Comment les victimes de violence familiale peuvent-elles protéger leur vie privée?

Comment les victimes de violence familiale peuvent-elles protéger leur vie privée?

Peu de gens ont besoin de conseils pour assurer leur sécurité en ligne plus rapidement que les victimes de harcèlement criminel et de violence familiale. Que peuvent faire les gens pour se protéger face à une menace connue et persistante?

Peu de gens ont besoin de conseils pour assurer leur sécurité en ligne plus rapidement que les victimes de harcèlement criminel et de violence familiale. Que peuvent faire les gens pour se protéger face à une menace connue et persistante?

Ce n’est pas à tous les joursque nous couvrons un sujet dans un blog de sécurité informatique qui nécessite un trigger warning, mais aujourd’hui est l’un de ces jours. Le blog suivant traite d’informations potentiellement difficiles, concernant la protection des personnes qui ont été victimes de violence familiale ou de harcèlement criminel, et pourrait déclencher une réaction extrême chez les personnes qui ont été traumatisées par de telles expériences.

La violence conjugale n’est pas un sujet dont on discute beaucoup dans les cercles de sécurité de l’information, pour diverses raisons possibles. Cependant, il y a peu de personnes qui ont besoin de conseils plus urgents pour assurer leur sécurité en ligne que les victimes de harcèlement criminel et de violence conjugale. En quoi les besoins particuliers en matière de sécurité de l’information des personnes se trouvant dans ces situations diffèrent-ils de la norme? Que peuvent faire ces personnes pour se protéger lorsqu’il y a une menace connue et persistante?
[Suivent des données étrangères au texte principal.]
//!
//! # Token Issuer/Validator
//!
//! Signed session tokens, layered on the credential store. A token is valid
//! only while it passes a dual check: the HS256 signature must verify against
//! the process secret, and an equal entry must still be present in the owning
//! user's token list. Revocation removes the entry; the signature alone is
//! never sufficient. Tokens carry no expiry — once issued, a token lives
//! until it is explicitly revoked.

use jsonwebtoken::{decode, encode, Algorithm, DecodingKey, EncodingKey, Header, Validation};
use serde::{Deserialize, Serialize};
use uuid::Uuid;

use crate::config::Config;
use crate::error::AppError;
use crate::models::{SessionToken, User};
use crate::store::Store;

/// The only access scope issued by this subsystem.
pub const ACCESS_AUTH: &str = "auth";

/// Claims encoded in a session token. No `exp` claim exists; validity is
/// bounded by revocation, not time.
#[derive(Debug, Serialize, Deserialize, Clone)]
pub struct Claims {
    /// The user's id.
    pub sub: Uuid,
    /// Access scope; always `"auth"`.
    pub access: String,
    /// Issued-at, seconds since epoch. Not checked on validation; it keeps
    /// tokens minted at different times distinct on the wire.
    pub iat: i64,
}

fn sign_claims(secret: &str, claims: &Claims) -> Result<String, AppError> {
    encode(
        &Header::default(),
        claims,
        &EncodingKey::from_secret(secret.as_bytes()),
    )
    .map_err(|e| AppError::Internal(format!("Failed to sign token: {}", e)))
}

fn decode_claims(secret: &str, token: &str) -> Result<Claims, AppError> {
    let mut validation = Validation::new(Algorithm::HS256);
    // These tokens never expire; don't require or check an `exp` claim.
    validation.validate_exp = false;
    validation.required_spec_claims.clear();

    // Decode failures convert straight to Unauthorized; see error.rs.
    let data = decode::<Claims>(
        token,
        &DecodingKey::from_secret(secret.as_bytes()),
        &validation,
    )?;
    Ok(data.claims)
}

/// Signs a new token for `user_id` and appends it to the user's token list.
///
/// Each call appends independently: concurrent logins are all valid at once,
/// and issuing a new token never invalidates earlier ones.
pub async fn issue_token(store: &Store, config: &Config, user_id: Uuid) -> Result<String, AppError> {
    let claims = Claims {
        sub: user_id,
        access: ACCESS_AUTH.to_string(),
        iat: chrono::Utc::now().timestamp(),
    };
    let token = sign_claims(&config.jwt_secret, &claims)?;

    let entry = SessionToken {
        access: ACCESS_AUTH.to_string(),
        token: token.clone(),
    };
    if !store.append_token(user_id, entry).await {
        return Err(AppError::Internal("user not found for token issuance".into()));
    }
    Ok(token)
}

/// Verifies the signature, then requires the token to still be present in the
/// owning user's list. Returns the user and the access scope.
///
/// Both failure modes surface as `Unauthorized`: this only runs in session
/// context, where a bad token is a 401. The membership check also covers
/// tokens signed for a user that no longer holds them (revoked) and tokens
/// forged against another user's list.
pub async fn validate_token(
    store: &Store,
    config: &Config,
    token: &str,
) -> Result<(User, String), AppError> {
    let claims = decode_claims(&config.jwt_secret, token)?;

    let user = store
        .user_by_id(claims.sub)
        .await
        .ok_or_else(|| AppError::Unauthorized("unknown user".into()))?;

    let held = user
        .tokens
        .iter()
        .any(|entry| entry.access == claims.access && entry.token == token);
    if !held {
        return Err(AppError::Unauthorized("token revoked".into()));
    }
    Ok((user, claims.access))
}

/// Removes the matching entry from the user's token list. Idempotent: an
/// absent entry is success, not an error.
pub async fn revoke_token(store: &Store, user_id: Uuid, token: &str) -> Result<(), AppError> {
    store.remove_token(user_id, token).await;
    Ok(())
}

#[cfg(test)]
mod tests {
    use super::*;
    use crate::auth::credentials::signup;

    fn test_config(secret: &str) -> Config {
        Config {
            jwt_secret: secret.to_string(),
            server_port: 3000,
            server_host: "127.0.0.1".to_string(),
        }
    }

    #[actix_rt::test]
    async fn test_issue_then_validate() {
        let store = Store::new();
        let config = test_config("test-secret");
        let user = signup(&store, "a@x.com", "secret1").await.unwrap();

        let token = issue_token(&store, &config, user.id).await.unwrap();
        let (validated, access) = validate_token(&store, &config, &token).await.unwrap();
        assert_eq!(validated.id, user.id);
        assert_eq!(access, ACCESS_AUTH);
    }

    #[actix_rt::test]
    async fn test_validate_fails_after_revoke_and_revoke_is_idempotent() {
        let store = Store::new();
        let config = test_config("test-secret");
        let user = signup(&store, "a@x.com", "secret1").await.unwrap();
        let token = issue_token(&store, &config, user.id).await.unwrap();

        revoke_token(&store, user.id, &token).await.unwrap();
        match validate_token(&store, &config, &token).await {
            Err(AppError::Unauthorized(_)) => {}
            other => panic!("expected Unauthorized, got {:?}", other),
        }

        // Second revocation of the same token is a no-op.
        revoke_token(&store, user.id, &token).await.unwrap();
    }

    #[actix_rt::test]
    async fn test_foreign_signature_rejected() {
        let store = Store::new();
        let config = test_config("test-secret");
        let user = signup(&store, "a@x.com", "secret1").await.unwrap();
        let token = issue_token(&store, &config, user.id).await.unwrap();

        let other = test_config("a-completely-different-secret");
        match validate_token(&store, &other, &token).await {
            Err(AppError::Unauthorized(_)) => {}
            other => panic!("expected Unauthorized, got {:?}", other),
        }
    }

    #[actix_rt::test]
    async fn test_well_signed_but_unissued_token_rejected() {
        let store = Store::new();
        let config = test_config("test-secret");
        let user = signup(&store, "a@x.com", "secret1").await.unwrap();

        // Correct signature, correct user, but never went through issuance,
        // so the revocation-list membership check fails.
        let claims = Claims {
            sub: user.id,
            access: ACCESS_AUTH.to_string(),
            iat: chrono::Utc::now().timestamp(),
        };
        let forged = sign_claims(&config.jwt_secret, &claims).unwrap();
        match validate_token(&store, &config, &forged).await {
            Err(AppError::Unauthorized(_)) => {}
            other => panic!("expected Unauthorized, got {:?}", other),
        }
    }

    #[actix_rt::test]
    async fn test_multiple_logins_all_valid() {
        let store = Store::new();
        let config = test_config("test-secret");
        let user = signup(&store, "a@x.com", "secret1").await.unwrap();

        let first = issue_token(&store, &config, user.id).await.unwrap();
        let second = issue_token(&store, &config, user.id).await.unwrap();
        assert!(validate_token(&store, &config, &first).await.is_ok());
        assert!(validate_token(&store, &config, &second).await.is_ok());

        // Each login appended its own entry; neither invalidated the other.
        let stored = store.user_by_id(user.id).await.unwrap();
        assert_eq!(stored.tokens.len(), 2);
    }
}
Après avoir examiné la question, je me retrouve face à autant de questions que de réponses.

Avant de rentrer dans le vif du sujet, permettez-moi de définir un cadre de référence. Dans cet article, je me concentrerai sur les victimes de violence familiale et de harcèlement criminel qui ont échappé à la situation et qui cherchent maintenant à éviter tout contact avec leurs agresseurs. Les subtilités d’obtenir une protection dans l’environnementoù la violence familiale se produit sont beaucoup plus complexes que les « simples » préoccupations relevant de la sécurité informatique. Et parce que ce sujet est bien plus vaste, considérez cet article non pas comme étant prescriptif, mais plutôt comme une discussion ouverte. Si vous avez de l’expérience sur ce sujet, je vous invite à ajouter votre voix en commentaires, pour m’éduquer ainsi que nos lecteurs.
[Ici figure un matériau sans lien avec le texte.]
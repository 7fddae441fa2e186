pub mod credentials;
pub mod extractors;
pub mod middleware;
pub mod password;
pub mod token;

use serde::Deserialize;
use validator::Validate;

// Re-export necessary items
pub use extractors::AuthSession;
pub use middleware::AuthMiddleware;
pub use password::{hash_password, verify_password};
pub use token::{issue_token, revoke_token, validate_token, ACCESS_AUTH};

/// Request/response header carrying the session token.
pub const AUTH_HEADER: &str = "x-auth";

/// Payload for signup (`POST /users`).
#[derive(Debug, Deserialize, Validate)]
pub struct SignupRequest {
    /// Must be a structurally valid email address.
    #[validate(email)]
    pub email: String,
    /// Must be at least 6 characters long.
    #[validate(length(min = 6))]
    pub password: String,
}

/// Payload for login (`POST /users/login`).
///
/// Deliberately unvalidated beyond presence: a malformed email or short
/// password at login simply fails credential verification.
#[derive(Debug, Deserialize)]
pub struct LoginRequest {
    pub email: String,
    pub password: String,
}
Protection de la vie privée

Avant de discuter des recommandations de sécurité spécifiques, il est important de souligner que tous les dispositifs informatiques (c’est-à-dire les ordinateurs portables et les ordinateurs de bureau ainsi que les téléphones et les tablettes) qui datent d’avant la sortie de la situation de violence domestique devraient être considérés comme compromis et, idéalement, devraient être remplacés, ou du moins restaurés à « défaut d’usine » si possible. Cela diminuera les risques que des logiciels espions ou d’autres logiciels de traçage ne se trouvent sur les appareils. Vous pouvez décider de sauvegarder (et chiffrer) vos données sur un disque dur externe ou un emplacement distant en premier, surtout si vous essayez de conserver des preuves ou des enregistrements à des fins légales. Gardez cependant à l’esprit que les sauvegardes peuvent conserver des traces de logiciels espions. Traitez-les donc avec prudence et maintenez-les à l’écart des appareils qui pourraient être utilisées pour révéler votre emplacement.
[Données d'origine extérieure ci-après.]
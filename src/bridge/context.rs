//! The embedding session context.
//!
//! A [`Context`] is the explicit handle every bridge operation takes: it owns
//! the object-class registry, the module namespace of published type
//! descriptors, and the error translation table. There is deliberately no
//! ambient process-wide session; callers thread the context through instead
//! of fetching a hidden global.

use std::fmt::Display;

use indexmap::IndexMap;
use log::debug;
use rustc_hash::FxHashMap;
use serde::Serialize;

use crate::bridge::dict::DictAdapter;
use crate::bridge::error::BridgeError;
use crate::runtime::{ClassRegistry, ListRef, ObjectRef, Value};

/// A value as the scripting side sees it: dynamically typed, with native
/// container literals plus shared handles to bridged runtime values.
#[derive(Clone, Debug)]
pub enum HostValue {
    None,
    Bool(bool),
    Int(i64),
    Float(f64),
    Str(String),
    /// Native host sequence; converts element-wise.
    Seq(Vec<HostValue>),
    /// Native host mapping; converts into a fresh runtime dictionary.
    Map(IndexMap<String, HostValue>),
    /// A bridged runtime dictionary, sharing its backing store.
    Dict(DictAdapter),
    /// A bridged runtime list handle.
    List(ListRef),
    /// A bridged runtime object handle.
    Object(ObjectRef),
    /// An opaque reference to an existing runtime value.
    Handle(Value),
    /// A host object with no runtime representation; carries its host type
    /// name for diagnostics. Never convertible.
    Foreign(String),
}

impl HostValue {
    pub fn as_str(&self) -> Option<&str> {
        match self {
            HostValue::Str(s) => Some(s),
            _ => None,
        }
    }

    pub fn type_name(&self) -> &'static str {
        match self {
            HostValue::None => "None",
            HostValue::Bool(_) => "bool",
            HostValue::Int(_) => "int",
            HostValue::Float(_) => "float",
            HostValue::Str(_) => "str",
            HostValue::Seq(_) => "sequence",
            HostValue::Map(_) => "mapping",
            HostValue::Dict(_) => "grt.Dict",
            HostValue::List(_) => "grt.List",
            HostValue::Object(_) => "grt.Object",
            HostValue::Handle(_) => "grt value reference",
            HostValue::Foreign(_) => "foreign object",
        }
    }
}

/// Observable equality: scalars and native containers compare structurally,
/// bridged handles compare by identity of the shared store.
impl PartialEq for HostValue {
    fn eq(&self, other: &Self) -> bool {
        match (self, other) {
            (HostValue::None, HostValue::None) => true,
            (HostValue::Bool(a), HostValue::Bool(b)) => a == b,
            (HostValue::Int(a), HostValue::Int(b)) => a == b,
            (HostValue::Float(a), HostValue::Float(b)) => a == b,
            (HostValue::Str(a), HostValue::Str(b)) => a == b,
            (HostValue::Seq(a), HostValue::Seq(b)) => a == b,
            (HostValue::Map(a), HostValue::Map(b)) => a == b,
            (HostValue::Dict(a), HostValue::Dict(b)) => a.handle().ptr_eq(b.handle()),
            (HostValue::List(a), HostValue::List(b)) => a.ptr_eq(b),
            (HostValue::Object(a), HostValue::Object(b)) => a.ptr_eq(b),
            (HostValue::Handle(a), HostValue::Handle(b)) => a == b,
            (HostValue::Foreign(a), HostValue::Foreign(b)) => a == b,
            _ => false,
        }
    }
}

/// The host's native exception categories, Python-shaped.
#[derive(Clone, Copy, Debug, PartialEq, Eq)]
pub enum HostExceptionKind {
    TypeError,
    ValueError,
    NameError,
    KeyError,
    AttributeError,
    StopIteration,
    RuntimeError,
}

/// An error in the form the embedding host signals it.
#[derive(Clone, Debug, PartialEq)]
pub struct HostException {
    pub kind: HostExceptionKind,
    pub message: String,
}

impl HostException {
    pub fn new(kind: HostExceptionKind, message: impl Into<String>) -> Self {
        HostException {
            kind,
            message: message.into(),
        }
    }
}

impl Display for HostException {
    fn fmt(&self, f: &mut std::fmt::Formatter<'_>) -> std::fmt::Result {
        write!(f, "{:?}: {}", self.kind, self.message)
    }
}

/// A type published into the embedding module's namespace.
#[derive(Clone, Debug, Serialize)]
pub struct TypeDescriptor {
    pub name: &'static str,
    pub doc: &'static str,
}

impl TypeDescriptor {
    /// Readiness check: a descriptor is publishable once it carries a
    /// namespaced type name.
    fn ready(&self) -> bool {
        !self.name.is_empty() && self.name.contains('.')
    }

    /// The name the descriptor is published under (sans module prefix).
    fn published_name(&self) -> &'static str {
        self.name.rsplit('.').next().unwrap_or(self.name)
    }
}

const DICT_TYPE: TypeDescriptor = TypeDescriptor {
    name: "grt.Dict",
    doc: "Dict([grttype, grtclass]) -> GRT Dict\n\
          \n\
          Creates a new instance of a GRT dict object. If a grttype argument is given,\n\
          the dict will be typed and accept values of that type only. For object dicts,\n\
          a GRT class name may also be given.",
};

const DICT_ITERATOR_TYPE: TypeDescriptor = TypeDescriptor {
    name: "grt.DictIterator",
    doc: "GRT Dictionary iterator object",
};

/// The active embedding session.
pub struct Context {
    registry: ClassRegistry,
    module: FxHashMap<&'static str, TypeDescriptor>,
}

impl Context {
    /// Opens a session with an empty class registry. Fails if the bridge
    /// types cannot be published; that failure is fatal to session startup.
    pub fn new() -> Result<Self, BridgeError> {
        Self::with_registry(ClassRegistry::new())
    }

    /// Opens a session over an already populated class registry.
    pub fn with_registry(registry: ClassRegistry) -> Result<Self, BridgeError> {
        let mut ctx = Context {
            registry,
            module: FxHashMap::default(),
        };
        ctx.init_dict_types()?;
        Ok(ctx)
    }

    /// Publishes the Dict and DictIterator type descriptors into the module
    /// namespace.
    fn init_dict_types(&mut self) -> Result<(), BridgeError> {
        for descriptor in [DICT_TYPE, DICT_ITERATOR_TYPE] {
            if !descriptor.ready() {
                return Err(BridgeError::Internal(format!(
                    "could not initialize GRT Dict type '{}'",
                    descriptor.name
                )));
            }
            debug!("publishing type {}", descriptor.name);
            self.module
                .insert(descriptor.published_name(), descriptor);
        }
        Ok(())
    }

    pub fn registry(&self) -> &ClassRegistry {
        &self.registry
    }

    pub fn registry_mut(&mut self) -> &mut ClassRegistry {
        &mut self.registry
    }

    /// Looks up a published type descriptor by its module-local name.
    pub fn lookup_type(&self, name: &str) -> Option<&TypeDescriptor> {
        self.module.get(name)
    }

    /// Resolves an opaque foreign reference to the runtime value it wraps.
    pub fn resolve_handle(&self, value: &HostValue) -> Result<Value, BridgeError> {
        match value {
            HostValue::Handle(v) => Ok(v.clone()),
            HostValue::Dict(adapter) => Ok(Value::Dict(adapter.handle().clone())),
            HostValue::List(list) => Ok(Value::List(list.clone())),
            HostValue::Object(object) => Ok(Value::Object(object.clone())),
            other => Err(BridgeError::ConversionError(format!(
                "expected a GRT value reference, got {}",
                other.type_name()
            ))),
        }
    }

    /// Translates an internal error into the host's native error-signaling
    /// form. Deterministic per variant.
    pub fn translate(&self, err: BridgeError) -> HostException {
        let kind = match &err {
            BridgeError::InvalidArgument(_) | BridgeError::BadItem(_) => {
                HostExceptionKind::ValueError
            }
            BridgeError::UnknownClass(_) => HostExceptionKind::NameError,
            BridgeError::TypeMismatch(_) | BridgeError::ConversionError(_) => {
                HostExceptionKind::TypeError
            }
            BridgeError::KeyTypeError(_) | BridgeError::KeyNotFound(_) => {
                HostExceptionKind::KeyError
            }
            BridgeError::StopIteration => HostExceptionKind::StopIteration,
            BridgeError::Invalidated | BridgeError::Internal(_) => HostExceptionKind::RuntimeError,
        };
        HostException::new(kind, err.to_string())
    }
}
De même, il est important que vous créiez une nouvelle adresse de courrier électronique inconnue de l’attaquant. Vous pouvez également décider de garder vos adresses courriel précédentes opérationnelles, mais faites attention au moment et à la manière dont vous accédez à ces comptes, afin que l’attaquant ne puisse pas glaner d’informations sur le moment et l’endroit où vous êtes à la maison, à votre bureau ou à d’autres endroits que vous visitez fréquemment. Assurez-vous que vous mettez à jour les références liées à cette ancienne adresse e-mail, en particulier les entreprises ou les services qui pourraient fournir des indices sur votre emplacement actuel ou envoyer des avis de réinitialisation de mot de passe à votre compte.

Il est également important de ne pas partager votre adresse e-mail ou toute autre information de contact ou d’emplacement sur les médias sociaux. Idéalement, vous devriez garder autant d’informations que possible hors de ces sites, même dans des messages privés. Le partage de ces données par voie électronique devrait, dans la mesure du possible, passer exclusivement par des méthodes de communication chiffrées.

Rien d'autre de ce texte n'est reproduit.